In the data that follows, count each line holding the string "GridTransform"; answer with the number only.

RECORDS FOR THIS EXERCISE:
○ ○ ○ ○

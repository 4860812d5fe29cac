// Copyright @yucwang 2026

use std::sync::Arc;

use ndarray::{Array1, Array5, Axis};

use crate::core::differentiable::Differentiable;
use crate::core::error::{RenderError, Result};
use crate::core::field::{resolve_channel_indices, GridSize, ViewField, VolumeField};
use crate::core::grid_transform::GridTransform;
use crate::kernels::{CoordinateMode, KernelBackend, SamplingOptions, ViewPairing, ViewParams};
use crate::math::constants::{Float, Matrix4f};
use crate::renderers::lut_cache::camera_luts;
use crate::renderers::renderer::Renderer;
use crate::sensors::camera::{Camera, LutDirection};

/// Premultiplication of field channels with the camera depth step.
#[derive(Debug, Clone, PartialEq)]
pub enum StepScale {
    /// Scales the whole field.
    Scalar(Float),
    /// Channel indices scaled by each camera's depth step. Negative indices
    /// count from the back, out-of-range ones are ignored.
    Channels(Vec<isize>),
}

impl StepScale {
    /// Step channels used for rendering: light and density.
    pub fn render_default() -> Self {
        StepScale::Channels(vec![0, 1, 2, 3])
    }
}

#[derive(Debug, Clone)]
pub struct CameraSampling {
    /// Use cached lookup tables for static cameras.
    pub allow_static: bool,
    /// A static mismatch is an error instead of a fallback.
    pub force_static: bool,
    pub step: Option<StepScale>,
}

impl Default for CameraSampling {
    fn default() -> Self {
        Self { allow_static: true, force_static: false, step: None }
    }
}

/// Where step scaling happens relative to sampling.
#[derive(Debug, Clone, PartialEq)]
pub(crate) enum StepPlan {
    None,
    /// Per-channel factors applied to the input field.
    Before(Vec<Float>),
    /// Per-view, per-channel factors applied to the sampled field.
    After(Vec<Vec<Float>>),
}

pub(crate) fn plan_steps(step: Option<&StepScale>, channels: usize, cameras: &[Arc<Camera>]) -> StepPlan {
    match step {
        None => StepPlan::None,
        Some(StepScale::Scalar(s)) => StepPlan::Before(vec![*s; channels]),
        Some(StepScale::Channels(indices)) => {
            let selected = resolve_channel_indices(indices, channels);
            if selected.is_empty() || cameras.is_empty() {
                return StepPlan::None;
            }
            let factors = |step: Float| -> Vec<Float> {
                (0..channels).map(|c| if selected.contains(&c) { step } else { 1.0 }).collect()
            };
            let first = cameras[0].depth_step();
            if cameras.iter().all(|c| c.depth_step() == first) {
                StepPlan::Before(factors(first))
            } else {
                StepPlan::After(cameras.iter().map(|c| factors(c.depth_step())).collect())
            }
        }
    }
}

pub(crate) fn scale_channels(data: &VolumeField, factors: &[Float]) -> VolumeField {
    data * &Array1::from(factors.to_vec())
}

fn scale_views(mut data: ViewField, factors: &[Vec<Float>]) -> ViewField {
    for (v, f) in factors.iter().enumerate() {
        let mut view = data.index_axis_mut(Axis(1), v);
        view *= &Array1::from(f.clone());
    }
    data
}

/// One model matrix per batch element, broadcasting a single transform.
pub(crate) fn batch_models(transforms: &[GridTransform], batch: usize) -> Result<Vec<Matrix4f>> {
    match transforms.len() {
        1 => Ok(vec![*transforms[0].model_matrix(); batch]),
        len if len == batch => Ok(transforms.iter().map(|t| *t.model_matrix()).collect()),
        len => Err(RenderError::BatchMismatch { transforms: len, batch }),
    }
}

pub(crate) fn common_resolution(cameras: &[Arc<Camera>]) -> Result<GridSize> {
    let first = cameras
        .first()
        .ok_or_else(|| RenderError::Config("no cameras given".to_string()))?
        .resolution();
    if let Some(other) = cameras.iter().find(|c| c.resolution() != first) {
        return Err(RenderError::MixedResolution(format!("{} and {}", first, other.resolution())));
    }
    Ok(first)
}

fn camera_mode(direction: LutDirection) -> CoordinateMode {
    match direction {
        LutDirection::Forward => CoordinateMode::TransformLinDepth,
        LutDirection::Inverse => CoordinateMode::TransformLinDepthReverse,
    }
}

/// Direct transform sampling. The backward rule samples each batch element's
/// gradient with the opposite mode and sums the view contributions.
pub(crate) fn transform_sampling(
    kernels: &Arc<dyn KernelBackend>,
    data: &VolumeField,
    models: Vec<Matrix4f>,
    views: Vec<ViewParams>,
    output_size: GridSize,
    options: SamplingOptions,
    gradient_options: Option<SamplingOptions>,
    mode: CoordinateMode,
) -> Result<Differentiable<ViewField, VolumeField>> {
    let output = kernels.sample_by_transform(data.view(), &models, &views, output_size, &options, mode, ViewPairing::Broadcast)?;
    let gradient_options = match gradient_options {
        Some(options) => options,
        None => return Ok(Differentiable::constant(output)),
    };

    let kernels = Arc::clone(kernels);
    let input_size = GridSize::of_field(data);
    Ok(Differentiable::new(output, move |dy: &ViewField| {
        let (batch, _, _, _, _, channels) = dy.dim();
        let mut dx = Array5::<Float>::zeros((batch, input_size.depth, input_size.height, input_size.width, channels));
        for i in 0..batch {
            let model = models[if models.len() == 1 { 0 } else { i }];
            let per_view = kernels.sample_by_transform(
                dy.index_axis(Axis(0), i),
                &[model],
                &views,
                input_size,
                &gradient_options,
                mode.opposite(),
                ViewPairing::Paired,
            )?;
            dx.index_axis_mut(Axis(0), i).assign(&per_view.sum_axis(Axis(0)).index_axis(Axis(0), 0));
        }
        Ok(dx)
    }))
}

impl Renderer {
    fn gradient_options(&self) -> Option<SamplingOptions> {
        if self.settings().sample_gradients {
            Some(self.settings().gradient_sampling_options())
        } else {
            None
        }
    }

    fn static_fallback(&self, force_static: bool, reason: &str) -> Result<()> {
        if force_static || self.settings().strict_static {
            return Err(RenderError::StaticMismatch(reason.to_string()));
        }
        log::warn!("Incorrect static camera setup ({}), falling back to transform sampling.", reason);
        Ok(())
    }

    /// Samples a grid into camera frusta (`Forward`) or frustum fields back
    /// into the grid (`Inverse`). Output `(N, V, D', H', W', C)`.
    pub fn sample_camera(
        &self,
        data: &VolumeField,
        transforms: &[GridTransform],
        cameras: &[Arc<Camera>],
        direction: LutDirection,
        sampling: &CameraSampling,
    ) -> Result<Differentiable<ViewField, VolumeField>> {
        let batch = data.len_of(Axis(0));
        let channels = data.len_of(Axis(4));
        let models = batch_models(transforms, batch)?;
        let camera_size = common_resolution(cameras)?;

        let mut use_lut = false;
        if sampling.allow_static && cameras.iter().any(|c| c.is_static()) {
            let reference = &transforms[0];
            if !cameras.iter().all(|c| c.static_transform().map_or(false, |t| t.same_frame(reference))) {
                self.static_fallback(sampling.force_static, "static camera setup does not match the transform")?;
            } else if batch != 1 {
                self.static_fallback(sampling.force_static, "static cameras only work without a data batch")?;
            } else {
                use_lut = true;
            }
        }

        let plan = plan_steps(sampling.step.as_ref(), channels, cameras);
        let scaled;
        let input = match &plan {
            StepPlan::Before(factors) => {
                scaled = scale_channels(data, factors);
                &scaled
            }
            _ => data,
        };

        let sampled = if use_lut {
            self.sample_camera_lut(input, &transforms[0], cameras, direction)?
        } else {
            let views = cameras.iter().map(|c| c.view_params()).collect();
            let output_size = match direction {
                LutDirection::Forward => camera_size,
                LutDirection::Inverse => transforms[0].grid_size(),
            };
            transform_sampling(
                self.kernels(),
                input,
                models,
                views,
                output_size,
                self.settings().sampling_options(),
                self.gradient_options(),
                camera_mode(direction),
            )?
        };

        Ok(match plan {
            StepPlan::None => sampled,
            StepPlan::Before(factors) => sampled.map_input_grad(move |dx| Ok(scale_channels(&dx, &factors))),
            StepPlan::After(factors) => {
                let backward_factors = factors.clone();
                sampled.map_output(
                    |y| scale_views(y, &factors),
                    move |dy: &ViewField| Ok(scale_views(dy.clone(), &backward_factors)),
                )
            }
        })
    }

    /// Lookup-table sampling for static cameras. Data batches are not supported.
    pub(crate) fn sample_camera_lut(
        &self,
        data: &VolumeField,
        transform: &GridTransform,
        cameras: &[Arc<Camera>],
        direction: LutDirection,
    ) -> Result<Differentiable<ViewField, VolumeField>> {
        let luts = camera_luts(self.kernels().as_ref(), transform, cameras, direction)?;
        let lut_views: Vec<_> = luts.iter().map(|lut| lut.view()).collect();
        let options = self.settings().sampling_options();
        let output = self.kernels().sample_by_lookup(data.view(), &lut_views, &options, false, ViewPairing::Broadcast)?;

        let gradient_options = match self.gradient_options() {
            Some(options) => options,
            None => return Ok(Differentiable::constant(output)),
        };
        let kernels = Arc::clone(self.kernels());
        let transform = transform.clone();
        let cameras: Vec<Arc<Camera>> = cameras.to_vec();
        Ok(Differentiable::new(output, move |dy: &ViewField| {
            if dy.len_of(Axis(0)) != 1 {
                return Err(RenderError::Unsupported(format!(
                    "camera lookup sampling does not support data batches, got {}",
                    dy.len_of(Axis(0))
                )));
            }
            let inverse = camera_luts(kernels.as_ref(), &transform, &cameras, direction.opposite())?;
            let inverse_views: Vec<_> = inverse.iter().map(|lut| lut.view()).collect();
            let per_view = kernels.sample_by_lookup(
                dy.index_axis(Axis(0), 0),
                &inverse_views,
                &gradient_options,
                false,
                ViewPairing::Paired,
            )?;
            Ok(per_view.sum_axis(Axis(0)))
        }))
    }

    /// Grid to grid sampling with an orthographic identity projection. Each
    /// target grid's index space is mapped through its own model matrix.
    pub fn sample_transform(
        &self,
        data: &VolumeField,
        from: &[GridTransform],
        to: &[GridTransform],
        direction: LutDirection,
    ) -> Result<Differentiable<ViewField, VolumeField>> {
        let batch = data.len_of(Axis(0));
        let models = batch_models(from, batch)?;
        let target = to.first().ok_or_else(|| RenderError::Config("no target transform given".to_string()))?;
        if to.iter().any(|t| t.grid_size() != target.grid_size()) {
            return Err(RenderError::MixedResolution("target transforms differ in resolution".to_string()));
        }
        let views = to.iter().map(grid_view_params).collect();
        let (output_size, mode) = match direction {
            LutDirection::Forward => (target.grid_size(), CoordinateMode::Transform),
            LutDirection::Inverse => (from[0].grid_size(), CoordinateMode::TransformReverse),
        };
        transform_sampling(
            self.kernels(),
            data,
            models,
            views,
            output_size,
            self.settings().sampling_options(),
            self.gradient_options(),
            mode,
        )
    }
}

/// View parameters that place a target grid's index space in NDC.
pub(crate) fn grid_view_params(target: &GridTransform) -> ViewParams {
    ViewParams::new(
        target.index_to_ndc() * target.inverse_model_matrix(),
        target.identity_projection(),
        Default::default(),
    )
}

○ ○ ○ ○

FINISHED TASK: 7